またある小学校が被災して町内の別の小学校に間借りしたが、被災した小学校の生徒に肥満児童が多く出現した。もちろん物資にお菓子が多かったとの意見もあるが、ストレス性過食による肥満だと考えた。受け入れた小学校側にも肥満児童は増加したが、それは相当上回った。特に学年が上なほど肥満児童の割合が多かった。小学校高学年ほど神経が繊細でストレスを感じやすいのだと思う。
震災の時に小学生で今、中学生や高校生になった児童がどのような精神状態にあるのかがよく判らない。特に転校を余儀なくされたり、親が亡くなったり、あるいは親の収入減少などが原因となり、そのことがその児童の成長に悪い影響を及ばなさければ良いなと案じている。そういえば20歳ぐらいで結婚する若者が増えたのも震災が原因かもしれない。

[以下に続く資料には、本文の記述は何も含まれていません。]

//! `--status-map`: shows how the unit tree divides the exit code space

use termtree::Tree;

use crate::application::command::{ArgCursor, Command, CommandResult, Flow};
use crate::cli::output;
use crate::domain::{StatusWidth, UnitRef};
use crate::exitcode;
use crate::infrastructure::di::Registry;

pub struct StatusMapCommand {
    unit: UnitRef,
}

impl StatusMapCommand {
    pub fn new(unit: UnitRef) -> Self {
        Self { unit }
    }
}

/// Render `unit` and its dependencies as a tree of code-space reservations.
pub fn status_tree(unit: &UnitRef) -> Tree<String> {
    let unit = unit.borrow();
    let label = match unit.status_width() {
        StatusWidth::Weighted(width) => format!(
            "{} (width {}, code space {})",
            unit.name(),
            width,
            unit.max_status_code()
        ),
        StatusWidth::Opaque => format!("{} (opaque)", unit.name()),
    };
    Tree::new(label).with_leaves(unit.dependencies().iter().map(status_tree))
}

impl Command for StatusMapCommand {
    fn process(&self, _args: &mut ArgCursor<'_>, _registry: &Registry) -> CommandResult {
        output::info(&format!(
            "Exit codes above {} are {} + unit status code.\n",
            exitcode::RESERVED_MAX,
            exitcode::RESERVED_MAX
        ));
        output::info(&status_tree(&self.unit));
        Ok(Flow::SkipRun)
    }

    fn summary(&self) -> &str {
        "Displays the tree of application units with their status code widths and exits."
    }
}
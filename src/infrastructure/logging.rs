//! Logging setup with a reloadable filter
//!
//! The filter is kept as a root level plus per-target levels and rendered
//! into an `EnvFilter` directive string whenever it changes.

use std::cell::RefCell;
use std::collections::BTreeMap;
use std::panic;
use std::str::FromStr;

use tracing::debug;
use tracing::level_filters::LevelFilter;
use tracing_subscriber::fmt::format::FmtSpan;
use tracing_subscriber::layer::SubscriberExt;
use tracing_subscriber::util::SubscriberInitExt;
use tracing_subscriber::{fmt, reload, EnvFilter, Registry};

use crate::infrastructure::error::LoggingError;
use crate::infrastructure::traits::{LogLevels, Subsystem};

/// Baseline level when `RUST_LOG` is not set.
pub const DEFAULT_BASE_LEVEL: LevelFilter = LevelFilter::WARN;

/// Root level plus per-target overrides.
#[derive(Debug, Clone, PartialEq, Eq)]
pub struct Directives {
    root: LevelFilter,
    targets: BTreeMap<String, String>,
    /// Directives kept verbatim (span filters and the like).
    extra: Vec<String>,
}

impl Directives {
    pub fn new(root: LevelFilter) -> Self {
        Self {
            root,
            targets: BTreeMap::new(),
            extra: Vec::new(),
        }
    }

    /// Parse a `RUST_LOG`-style spec. Bare levels set the root, `target=level`
    /// pairs become target overrides, everything else is kept verbatim.
    pub fn parse(spec: &str, fallback: LevelFilter) -> Self {
        let mut directives = Self::new(fallback);
        for item in spec.split(',').map(str::trim).filter(|item| !item.is_empty()) {
            if let Ok(level) = LevelFilter::from_str(item) {
                directives.root = level;
                continue;
            }
            match item.split_once('=') {
                Some((target, level))
                    if !target.contains('[') && LevelFilter::from_str(level).is_ok() =>
                {
                    directives
                        .targets
                        .insert(target.to_string(), level.to_string());
                }
                _ => directives.extra.push(item.to_string()),
            }
        }
        directives
    }

    pub fn set(&mut self, subsystem: &Subsystem, level: LevelFilter) {
        match subsystem {
            Subsystem::Root => self.root = level,
            Subsystem::Target(target) => {
                self.targets.insert(target.clone(), level.to_string());
            }
        }
    }

    pub fn root(&self) -> LevelFilter {
        self.root
    }

    /// Level directive for `target`, if one was set.
    pub fn target(&self, target: &str) -> Option<&str> {
        self.targets.get(target).map(String::as_str)
    }

    /// Render as an `EnvFilter` directive string.
    pub fn render(&self) -> String {
        std::iter::once(self.root.to_string())
            .chain(self.extra.iter().cloned())
            .chain(
                self.targets
                    .iter()
                    .map(|(target, level)| format!("{target}={level}")),
            )
            .collect::<Vec<_>>()
            .join(",")
    }

    pub fn to_filter(&self) -> Result<EnvFilter, LoggingError> {
        let directive = self.render();
        EnvFilter::try_new(&directive)
            .map_err(|source| LoggingError::InvalidDirective { directive, source })
    }
}

/// [`LogLevels`] backed by the reload handle of the installed subscriber.
pub struct ReloadLogLevels {
    handle: reload::Handle<EnvFilter, Registry>,
    directives: RefCell<Directives>,
}

impl ReloadLogLevels {
    pub fn directives(&self) -> Directives {
        self.directives.borrow().clone()
    }
}

impl LogLevels for ReloadLogLevels {
    fn set_level(&self, subsystem: &Subsystem, level: LevelFilter) -> Result<(), LoggingError> {
        let mut next = self.directives.borrow().clone();
        next.set(subsystem, level);
        self.handle.reload(next.to_filter()?)?;
        debug!(%subsystem, %level, directives = %next.render(), "log level changed");
        *self.directives.borrow_mut() = next;
        Ok(())
    }
}

/// Install the global subscriber: formatted output to stderr behind a
/// reloadable filter seeded from `RUST_LOG` or `base`.
pub fn init_logging(base: LevelFilter) -> Result<ReloadLogLevels, LoggingError> {
    let directives = match std::env::var("RUST_LOG") {
        Ok(spec) if !spec.trim().is_empty() => Directives::parse(&spec, base),
        _ => Directives::new(base),
    };
    let (filter, handle) = reload::Layer::new(directives.to_filter()?);

    let fmt_layer = fmt::layer()
        .with_writer(std::io::stderr)
        .with_target(true)
        .with_thread_names(false)
        .with_span_events(FmtSpan::CLOSE);

    tracing_subscriber::registry()
        .with(filter)
        .with(fmt_layer)
        .try_init()?;

    debug!(directives = %directives.render(), "logging initialized");
    Ok(ReloadLogLevels {
        handle,
        directives: RefCell::new(directives),
    })
}

/// Replace the default panic hook so caught panics leave no trace on stderr
/// beyond the launcher's own `error:` line. Details go to tracing at debug.
pub fn quiet_panics() {
    panic::set_hook(Box::new(|info| {
        let location = info
            .location()
            .map(|location| format!("{}:{}", location.file(), location.line()))
            .unwrap_or_default();
        debug!(%location, panic = %info, "panic caught");
    }));
}

#[cfg(test)]
mod tests {
    use super::*;

    #[test]
    fn given_new_directives_when_rendering_then_only_root_level() {
        let directives = Directives::new(LevelFilter::WARN);
        assert_eq!(directives.render(), "warn");
    }

    #[test]
    fn given_target_override_when_rendering_then_appended_after_root() {
        let mut directives = Directives::new(LevelFilter::WARN);
        directives.set(&Subsystem::Target("app::core".into()), LevelFilter::TRACE);
        directives.set(&Subsystem::Root, LevelFilter::INFO);
        assert_eq!(directives.render(), "info,app::core=trace");
    }

    #[test]
    fn given_repeated_target_when_setting_then_last_level_wins() {
        let mut directives = Directives::new(LevelFilter::WARN);
        let target = Subsystem::Target("app".into());
        directives.set(&target, LevelFilter::TRACE);
        directives.set(&target, LevelFilter::ERROR);
        assert_eq!(directives.target("app"), Some("error"));
    }

    #[test]
    fn given_rust_log_spec_when_parsing_then_splits_root_targets_and_extra() {
        let directives = Directives::parse("debug,hyper=warn,app[span]=trace", LevelFilter::WARN);
        assert_eq!(directives.root(), LevelFilter::DEBUG);
        assert_eq!(directives.target("hyper"), Some("warn"));
        assert_eq!(directives.render(), "debug,app[span]=trace,hyper=warn");
    }

    #[test]
    fn given_rendered_directives_when_building_filter_then_accepted() {
        let mut directives = Directives::new(LevelFilter::WARN);
        directives.set(&Subsystem::Target("launchkit::application".into()), LevelFilter::DEBUG);
        assert!(directives.to_filter().is_ok());
    }

    #[test]
    fn given_quiet_hook_when_panicking_then_unwind_still_caught() {
        quiet_panics();

        let result = panic::catch_unwind(|| panic!("quiet"));

        drop(panic::take_hook());
        assert!(result.is_err());
    }
}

ところで避難所には精神疾患を患って精神科に通院中の患者もいたが、薬が切れて不穏状態を呈する者もいた。彼らは精神科に通院していることを公にしていないことが普通なので、その対応も重要であろう。特に統合失調症で精神科に通院している患者については自治体で、ある程度把握しておく必要がある。中でも独居の統合失調症の患者については是非そうしてもらいたい。
双極性障害(躁うつ病)の患者の何人かは躁転した。これは私も同様であったが被災直後というのは「よし頑張ろう」という気持ちになった。ところが3か月を過ぎると鬱転した。私の知り合いは双極性障害で鬱に転じた途端に自殺した。私も鬱の傾向が出現した。もともと鬱病で通院している患者が元気に頑張っているなら、必ず訪れる鬱転のタイミングを見落としてはいけない。
また家族を亡くした人たちについては、話をできないほどの悲しみに包まれており、医者ですら声をかけることができない。不眠、食欲不振など多くの患者を診たが、家族を失った患者の顔をみるのは実に辛い。同時に生き残った人間は頑張らなければと思ったのであるが、今の私の見解では頑張らない方が良いという結論だ。頑張りすぎると燃え尽きる。